Tik Tok, Adinolfi si getta sul cadavere della bimba morta per chiedere limitazioni alla pornografia


Pare che Mario Adinolfi non sappia resistere al richiamo dei bambini morti, da lui immancabilmente sfruttati a fini di propaganda. Dinnanzi alla bambina di Palermo che è morta soffocata a 10 anni nel tentativo di partecipare ad una challenge di Tik Tok, il fondamentalista si getta sul corpo ancora caldo della minorenne per rilanciare la sua richiesta di divieto alla pornografia online.
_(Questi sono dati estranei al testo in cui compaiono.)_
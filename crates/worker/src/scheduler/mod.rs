//! Background eviction of expired cache entries.
//!
//! A cleanup is attempted on qualifying fetch events. It proceeds only when:
//! - cleanup is enabled,
//! - no other cleanup is pending in this process (atomic flag),
//! - the grace period since install has elapsed,
//! - the interval since the last persisted cleanup has elapsed.
//!
//! `sw-last-cleanup` is persisted before the batch is scheduled so a second
//! process sharing the database sees the slot as taken.

use std::sync::Arc;
use std::sync::atomic::{AtomicBool, Ordering};
use std::time::Duration;

use chrono::{DateTime, TimeDelta, Utc};
use futures_util::future::join_all;
use serde::Serialize;
use swcache_core::cache::{INSTALLED_AT_KEY, LAST_CLEANUP_KEY};
use swcache_core::{AppConfig, CacheNamespace, Error};
use tokio::task::JoinHandle;

/// Outcome of one cleanup batch.
#[derive(Debug, Clone, Copy, Default, PartialEq, Eq, Serialize)]
pub struct CleanupReport {
    pub scanned: usize,
    pub deleted: usize,
    pub failed: usize,
    /// Entries without a parseable `cached-at` header.
    pub skipped_unstamped: usize,
}

/// Snapshot returned by [`ExpiryScheduler::cleanup_status`].
#[derive(Debug, Clone, PartialEq, Eq)]
pub struct CleanupStatus {
    pub now: DateTime<Utc>,
    pub installed_at: Option<DateTime<Utc>>,
    pub last_cleanup: Option<DateTime<Utc>>,
    pub since_install: Option<TimeDelta>,
    pub since_last_cleanup: Option<TimeDelta>,
    pub next_cleanup: Option<DateTime<Utc>>,
    pub pending: bool,
}

enum Eviction {
    Kept,
    Deleted,
    Unstamped,
    Failed,
}

/// Clears the pending flag on drop, including on panic.
struct PendingGuard(Arc<AtomicBool>);

impl Drop for PendingGuard {
    fn drop(&mut self) {
        self.0.store(false, Ordering::Release);
    }
}

#[derive(Clone)]
pub struct ExpiryScheduler {
    namespace: CacheNamespace,
    enabled: bool,
    interval: Duration,
    grace: Duration,
    delay: Duration,
    expiration: Duration,
    pending: Arc<AtomicBool>,
}

impl ExpiryScheduler {
    pub fn new(namespace: CacheNamespace, config: &AppConfig) -> Self {
        Self {
            namespace,
            enabled: config.cleanup_enabled,
            interval: config.cleanup_interval(),
            grace: config.cleanup_grace(),
            delay: config.cleanup_delay(),
            expiration: config.expiration(),
            pending: Arc::new(AtomicBool::new(false)),
        }
    }

    pub fn is_enabled(&self) -> bool {
        self.enabled
    }

    pub fn interval(&self) -> Duration {
        self.interval
    }

    pub fn is_pending(&self) -> bool {
        self.pending.load(Ordering::Acquire)
    }

    pub async fn maybe_schedule(&self) -> Option<JoinHandle<CleanupReport>> {
        self.maybe_schedule_at(Utc::now()).await
    }

    /// Schedule a cleanup batch if one is due at `now`.
    ///
    /// Returns the batch handle when a batch was scheduled.
    pub async fn maybe_schedule_at(&self, now: DateTime<Utc>) -> Option<JoinHandle<CleanupReport>> {
        if !self.enabled {
            return None;
        }
        if self
            .pending
            .compare_exchange(false, true, Ordering::AcqRel, Ordering::Acquire)
            .is_err()
        {
            tracing::debug!("cleanup already pending");
            return None;
        }
        let guard = PendingGuard(self.pending.clone());

        match self.claim_slot(now).await {
            Ok(true) => {
                tracing::info!(delay_ms = self.delay.as_millis() as u64, "cleanup scheduled");
                let scheduler = self.clone();
                Some(tokio::spawn(async move {
                    let _guard = guard;
                    tokio::time::sleep(scheduler.delay).await;
                    scheduler.run_cleanup(Utc::now()).await
                }))
            }
            Ok(false) => None,
            Err(e) => {
                tracing::warn!(error = %e, "failed to read cleanup state; skipping cleanup");
                None
            }
        }
    }

    /// Check grace and interval, then persist `last-cleanup = now`.
    async fn claim_slot(&self, now: DateTime<Utc>) -> Result<bool, Error> {
        let db = self.namespace.db();
        let now_ms = now.timestamp_millis();
        let state = db.cleanup_state().await?;

        let installed_at = match state.installed_at {
            Some(t) => t,
            None => db.set_state_millis_if_absent(INSTALLED_AT_KEY, now_ms).await?,
        };
        if now_ms.saturating_sub(installed_at) < millis(self.grace) {
            tracing::debug!(installed_at, "cleanup grace period not elapsed");
            return Ok(false);
        }
        if let Some(last) = state.last_cleanup {
            if now_ms.saturating_sub(last) < millis(self.interval) {
                tracing::debug!(last_cleanup = last, "cleanup interval not elapsed");
                return Ok(false);
            }
        }

        let effective = db.advance_state_millis(LAST_CLEANUP_KEY, now_ms).await?;
        Ok(effective == now_ms)
    }

    /// Delete every stamped entry older than the expiration window at `now`.
    pub async fn run_cleanup(&self, now: DateTime<Utc>) -> CleanupReport {
        let keys = match self.namespace.keys().await {
            Ok(keys) => keys,
            Err(e) => {
                tracing::warn!(namespace = self.namespace.name(), error = %e, "cleanup could not list entries");
                return CleanupReport::default();
            }
        };

        let outcomes = join_all(keys.iter().map(|url| self.evict_if_expired(url, now))).await;

        let mut report = CleanupReport { scanned: keys.len(), ..Default::default() };
        for outcome in outcomes {
            match outcome {
                Eviction::Kept => {}
                Eviction::Deleted => report.deleted += 1,
                Eviction::Unstamped => report.skipped_unstamped += 1,
                Eviction::Failed => report.failed += 1,
            }
        }

        tracing::info!(
            namespace = self.namespace.name(),
            scanned = report.scanned,
            deleted = report.deleted,
            failed = report.failed,
            skipped_unstamped = report.skipped_unstamped,
            "cleanup finished"
        );
        report
    }

    async fn evict_if_expired(&self, url: &str, now: DateTime<Utc>) -> Eviction {
        let entry = match self.namespace.lookup(url).await {
            Ok(Some(entry)) => entry,
            Ok(None) => return Eviction::Kept,
            Err(e) => {
                tracing::warn!(url, error = %e, "cleanup could not read entry");
                return Eviction::Failed;
            }
        };

        match entry.is_expired(now, self.expiration) {
            None => Eviction::Unstamped,
            Some(false) => Eviction::Kept,
            Some(true) => match self.namespace.delete(url).await {
                Ok(_) => Eviction::Deleted,
                Err(e) => {
                    tracing::warn!(url, error = %e, "cleanup could not delete entry");
                    Eviction::Failed
                }
            },
        }
    }

    /// Persisted cleanup timestamps with derived durations.
    ///
    /// Before the first cleanup, the next one is due at install + grace.
    /// A due time past the representable range saturates to the maximum.
    pub async fn cleanup_status(&self, now: DateTime<Utc>) -> Result<CleanupStatus, Error> {
        let state = self.namespace.db().cleanup_state().await?;
        let installed_at = state.installed_at_time();
        let last_cleanup = state.last_cleanup_time();

        let first_allowed = installed_at.map(|t| after(t, self.grace));
        let next_cleanup = match last_cleanup {
            None => first_allowed,
            Some(last) => {
                let by_interval = after(last, self.interval);
                Some(first_allowed.map_or(by_interval, |first| first.max(by_interval)))
            }
        };

        Ok(CleanupStatus {
            now,
            installed_at,
            last_cleanup,
            since_install: installed_at.map(|t| now - t),
            since_last_cleanup: last_cleanup.map(|t| now - t),
            next_cleanup,
            pending: self.is_pending(),
        })
    }
}

fn millis(d: Duration) -> i64 {
    i64::try_from(d.as_millis()).unwrap_or(i64::MAX)
}

fn after(t: DateTime<Utc>, d: Duration) -> DateTime<Utc> {
    TimeDelta::from_std(d)
        .ok()
        .and_then(|d| t.checked_add_signed(d))
        .unwrap_or(DateTime::<Utc>::MAX_UTC)
}

#[cfg(test)]
mod tests {
    use super::*;
    use swcache_core::{CacheDb, CachedResponse};

    const HOUR: i64 = 3_600_000;

    async fn scheduler(config: AppConfig) -> ExpiryScheduler {
        let db = CacheDb::open_in_memory().await.unwrap();
        let namespace = CacheNamespace::open(&db, &config.cache_name()).await.unwrap();
        ExpiryScheduler::new(namespace, &config)
    }

    fn config() -> AppConfig {
        AppConfig { cleanup_delay_ms: 0, ..Default::default() }
    }

    fn at(ms: i64) -> DateTime<Utc> {
        DateTime::from_timestamp_millis(ms).unwrap()
    }

    async fn install_at(s: &ExpiryScheduler, ms: i64) {
        s.namespace.db().set_state_millis_if_absent(INSTALLED_AT_KEY, ms).await.unwrap();
    }

    #[tokio::test]
    async fn test_disabled_never_schedules() {
        let s = scheduler(AppConfig { cleanup_enabled: false, ..config() }).await;
        install_at(&s, 0).await;
        assert!(s.maybe_schedule_at(at(100 * HOUR)).await.is_none());
    }

    #[tokio::test]
    async fn test_grace_period_blocks() {
        let s = scheduler(config()).await;
        let installed = 1_700_000_000_000;
        install_at(&s, installed).await;

        assert!(s.maybe_schedule_at(at(installed + 5 * 60_000)).await.is_none());
        assert!(!s.is_pending());
        assert_eq!(s.namespace.db().get_state_millis(LAST_CLEANUP_KEY).await.unwrap(), None);
    }

    #[tokio::test]
    async fn test_missing_install_time_is_set_lazily() {
        let s = scheduler(config()).await;
        let now = 1_700_000_000_000;
        assert!(s.maybe_schedule_at(at(now)).await.is_none());
        assert_eq!(s.namespace.db().get_state_millis(INSTALLED_AT_KEY).await.unwrap(), Some(now));
    }

    #[tokio::test]
    async fn test_interval_gates_second_run() {
        let s = scheduler(config()).await;
        install_at(&s, 0).await;

        let first = s.maybe_schedule_at(at(HOUR)).await.expect("first cleanup due");
        first.await.unwrap();
        assert_eq!(s.namespace.db().get_state_millis(LAST_CLEANUP_KEY).await.unwrap(), Some(HOUR));

        assert!(s.maybe_schedule_at(at(2 * HOUR)).await.is_none());
        assert!(s.maybe_schedule_at(at(9 * HOUR + 1)).await.is_some());
    }

    #[tokio::test]
    async fn test_concurrent_triggers_schedule_once() {
        let s = scheduler(config()).await;
        install_at(&s, 0).await;

        let now = at(HOUR);
        let (a, b, c) = tokio::join!(s.maybe_schedule_at(now), s.maybe_schedule_at(now), s.maybe_schedule_at(now));
        let scheduled: Vec<_> = [a, b, c].into_iter().flatten().collect();
        assert_eq!(scheduled.len(), 1);

        for handle in scheduled {
            handle.await.unwrap();
        }
        assert!(!s.is_pending());
    }

    #[tokio::test]
    async fn test_pending_flag_blocks_until_batch_finishes() {
        let s = scheduler(AppConfig { cleanup_delay_ms: 60_000, ..config() }).await;
        install_at(&s, 0).await;

        let handle = s.maybe_schedule_at(at(HOUR)).await.unwrap();
        assert!(s.is_pending());
        assert!(s.maybe_schedule_at(at(100 * HOUR)).await.is_none());

        handle.abort();
        let _ = handle.await;
        assert!(!s.is_pending());
    }

    #[tokio::test]
    async fn test_run_cleanup_deletes_only_expired_stamped_entries() {
        let s = scheduler(config()).await;
        let now = Utc::now();
        let ns = &s.namespace;

        let body = || b"x".to_vec();
        ns.put("https://example.com/old", &CachedResponse::new(200, "OK", vec![], body()).stamped(now - TimeDelta::days(2)))
            .await
            .unwrap();
        ns.put("https://example.com/new", &CachedResponse::new(200, "OK", vec![], body()).stamped(now - TimeDelta::hours(1)))
            .await
            .unwrap();
        ns.put("https://example.com/foreign", &CachedResponse::new(200, "OK", vec![], body()))
            .await
            .unwrap();

        let report = s.run_cleanup(now).await;
        assert_eq!(report, CleanupReport { scanned: 3, deleted: 1, failed: 0, skipped_unstamped: 1 });

        let mut keys = ns.keys().await.unwrap();
        keys.sort();
        assert_eq!(keys, vec!["https://example.com/foreign", "https://example.com/new"]);
    }

    #[tokio::test]
    async fn test_unreadable_entry_counts_as_failure_without_aborting() {
        let s = scheduler(config()).await;
        install_at(&s, 0).await;
        let ns = &s.namespace;
        let stamp = Utc::now() - TimeDelta::days(2);

        for path in ["/expired", "/corrupt"] {
            let entry = CachedResponse::new(200, "OK", vec![], b"x".to_vec()).stamped(stamp);
            ns.put(&format!("https://example.com{path}"), &entry).await.unwrap();
        }
        ns.db()
            .set_entry_headers_raw(ns.name(), "https://example.com/corrupt", "{not json")
            .await
            .unwrap();

        let report = s.maybe_schedule_at(at(HOUR)).await.expect("cleanup due").await.unwrap();
        assert_eq!(report, CleanupReport { scanned: 2, deleted: 1, failed: 1, skipped_unstamped: 0 });
        assert_eq!(ns.keys().await.unwrap(), vec!["https://example.com/corrupt".to_string()]);
        assert!(!s.is_pending());
    }

    #[tokio::test]
    async fn test_status_before_first_cleanup_uses_install_time() {
        let s = scheduler(config()).await;
        let installed = 1_700_000_000_000;
        install_at(&s, installed).await;

        let now = at(installed + 5 * 60_000);
        let status = s.cleanup_status(now).await.unwrap();
        assert_eq!(status.last_cleanup, None);
        assert_eq!(status.since_install, Some(TimeDelta::minutes(5)));
        assert_eq!(status.next_cleanup, Some(at(installed + 10 * 60_000)));
        assert!(!status.pending);
    }

    #[tokio::test]
    async fn test_status_saturates_huge_interval() {
        let s = scheduler(AppConfig { cleanup_interval_ms: 1_000_000_000_000_000_000, ..config() }).await;
        install_at(&s, 0).await;
        s.namespace.db().advance_state_millis(LAST_CLEANUP_KEY, HOUR).await.unwrap();

        let status = s.cleanup_status(at(2 * HOUR)).await.unwrap();
        assert_eq!(status.next_cleanup, Some(DateTime::<Utc>::MAX_UTC));
    }

    #[tokio::test]
    async fn test_status_after_cleanup_uses_interval() {
        let s = scheduler(config()).await;
        install_at(&s, 0).await;
        s.namespace.db().advance_state_millis(LAST_CLEANUP_KEY, HOUR).await.unwrap();

        let status = s.cleanup_status(at(2 * HOUR)).await.unwrap();
        assert_eq!(status.next_cleanup, Some(at(9 * HOUR)));
        assert_eq!(status.since_last_cleanup, Some(TimeDelta::hours(1)));
    }
}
Così, senza nessi particolari, come se una bambina morta fosse merce da mettere a frutto per i suoi interessi personali:


Curioso è il suo sostenere che i genitori non avrebbero responsabilità sui contenuti visitati online dai bambini, preferendo rilanciare una crociata moralista in cui i bambini sembrano tirati in causa al solo fine di ottenere facili consensi. E non va meglio con il suo raccontare che Tik Tok sia stato bloccato o che possa verificare l'età degli iscritti, rasentando la fake-news.

A proposito, qualcuno può spiegare ad Adinolfi come si scrive Tik Tok dato che Adinolfi pontifica su un'app che nemmeno sa come si chiama.